___ DATA SECTION
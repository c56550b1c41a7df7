#![allow(dead_code)]

use anyhow::{bail, Context, Result};
use std::net::TcpStream;
use std::process::{Child, Command, Stdio};
use std::time::{Duration, Instant};

/// How long to wait for a spawned server to accept connections.
const STARTUP_DEADLINE: Duration = Duration::from_secs(5);

/// A `redis-server` child process scoped to a test.
///
/// The process is killed and reaped on drop, so the port is released on
/// every exit path including test panics. Owns the port exclusively; a
/// second fixture on the same port fails to start.
pub struct EmbeddedRedis {
    child: Child,
    port: u16,
}

impl EmbeddedRedis {
    /// Whether a `redis-server` binary is on PATH. Suites should skip
    /// cleanly when it is missing.
    pub fn is_available() -> bool {
        Command::new("redis-server")
            .arg("--version")
            .stdout(Stdio::null())
            .stderr(Stdio::null())
            .status()
            .map(|s| s.success())
            .unwrap_or(false)
    }

    /// Spawns `redis-server` on the given loopback port and waits until it
    /// accepts connections.
    ///
    /// # Errors
    ///
    /// Fails if the process cannot be spawned, exits before listening
    /// (e.g. the port is already bound), or does not come up within the
    /// startup deadline. There is no retry and no fallback port.
    pub fn start(port: u16) -> Result<Self> {
        let mut child = Command::new("redis-server")
            .args([
                "--port",
                &port.to_string(),
                "--bind",
                "127.0.0.1",
                "--save",
                "",
                "--appendonly",
                "no",
            ])
            .stdout(Stdio::null())
            .stderr(Stdio::null())
            .spawn()
            .context("Failed to spawn redis-server")?;

        let deadline = Instant::now() + STARTUP_DEADLINE;

        loop {
            if let Some(status) = child
                .try_wait()
                .context("Failed to poll redis-server status")?
            {
                bail!(
                    "redis-server exited early with {status}; is port {port} already in use?"
                );
            }

            if TcpStream::connect(("127.0.0.1", port)).is_ok() {
                // The probe may have reached a pre-existing listener on this
                // port; only trust it if our child is still running.
                std::thread::sleep(Duration::from_millis(50));
                if let Some(status) = child
                    .try_wait()
                    .context("Failed to poll redis-server status")?
                {
                    bail!(
                        "redis-server exited early with {status}; is port {port} already in use?"
                    );
                }
                return Ok(Self { child, port });
            }

            if Instant::now() >= deadline {
                let _ = child.kill();
                let _ = child.wait();
                bail!("redis-server did not listen on port {port} within {STARTUP_DEADLINE:?}");
            }

            std::thread::sleep(Duration::from_millis(50));
        }
    }

    pub fn port(&self) -> u16 {
        self.port
    }
}

impl Drop for EmbeddedRedis {
    fn drop(&mut self) {
        let _ = self.child.kill();
        let _ = self.child.wait();
    }
}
______
▸ ABOUT THIS EXERCISE
Repeat the records exactly, including every line.

▸ PROBLEM SOLUTION
repository c56550b1c41a7df7
#![allow(dead_code)]

use anyhow::{bail, Context, Result};
use std::net::TcpStream;
use std::process::{Child, Command, Stdio};
use std::time::{Duration, Instant};

/// How long to wait for a spawned server to accept connections.
const STARTUP_DEADLINE: Duration = Duration::from_secs(5);

/// A `redis-server` child process scoped to a test.
///
/// The process is killed and reaped on drop, so the port is released on
/// every exit path including test panics. Owns the port exclusively; a
/// second fixture on the same port fails to start.
pub struct EmbeddedRedis {
    child: Child,
    port: u16,
}

impl EmbeddedRedis {
    /// Whether a `redis-server` binary is on PATH. Suites should skip
    /// cleanly when it is missing.
    pub fn is_available() -> bool {
        Command::new("redis-server")
            .arg("--version")
            .stdout(Stdio::null())
            .stderr(Stdio::null())
            .status()
            .map(|s| s.success())
            .unwrap_or(false)
    }

    /// Spawns `redis-server` on the given loopback port and waits until it
    /// accepts connections.
    ///
    /// # Errors
    ///
    /// Fails if the process cannot be spawned, exits before listening
    /// (e.g. the port is already bound), or does not come up within the
    /// startup deadline. There is no retry and no fallback port.
    pub fn start(port: u16) -> Result<Self> {
        let mut child = Command::new("redis-server")
            .args([
                "--port",
                &port.to_string(),
                "--bind",
                "127.0.0.1",
                "--save",
                "",
                "--appendonly",
                "no",
            ])
            .stdout(Stdio::null())
            .stderr(Stdio::null())
            .spawn()
            .context("Failed to spawn redis-server")?;

        let deadline = Instant::now() + STARTUP_DEADLINE;

        loop {
            if let Some(status) = child
                .try_wait()
                .context("Failed to poll redis-server status")?
            {
                bail!(
                    "redis-server exited early with {status}; is port {port} already in use?"
                );
            }

            if TcpStream::connect(("127.0.0.1", port)).is_ok() {
                // The probe may have reached a pre-existing listener on this
                // port; only trust it if our child is still running.
                std::thread::sleep(Duration::from_millis(50));
                if let Some(status) = child
                    .try_wait()
                    .context("Failed to poll redis-server status")?
                {
                    bail!(
                        "redis-server exited early with {status}; is port {port} already in use?"
                    );
                }
                return Ok(Self { child, port });
            }

            if Instant::now() >= deadline {
                let _ = child.kill();
                let _ = child.wait();
                bail!("redis-server did not listen on port {port} within {STARTUP_DEADLINE:?}");
            }

            std::thread::sleep(Duration::from_millis(50));
        }
    }

    pub fn port(&self) -> u16 {
        self.port
    }
}

impl Drop for EmbeddedRedis {
    fn drop(&mut self) {
        let _ = self.child.kill();
        let _ = self.child.wait();
    }
}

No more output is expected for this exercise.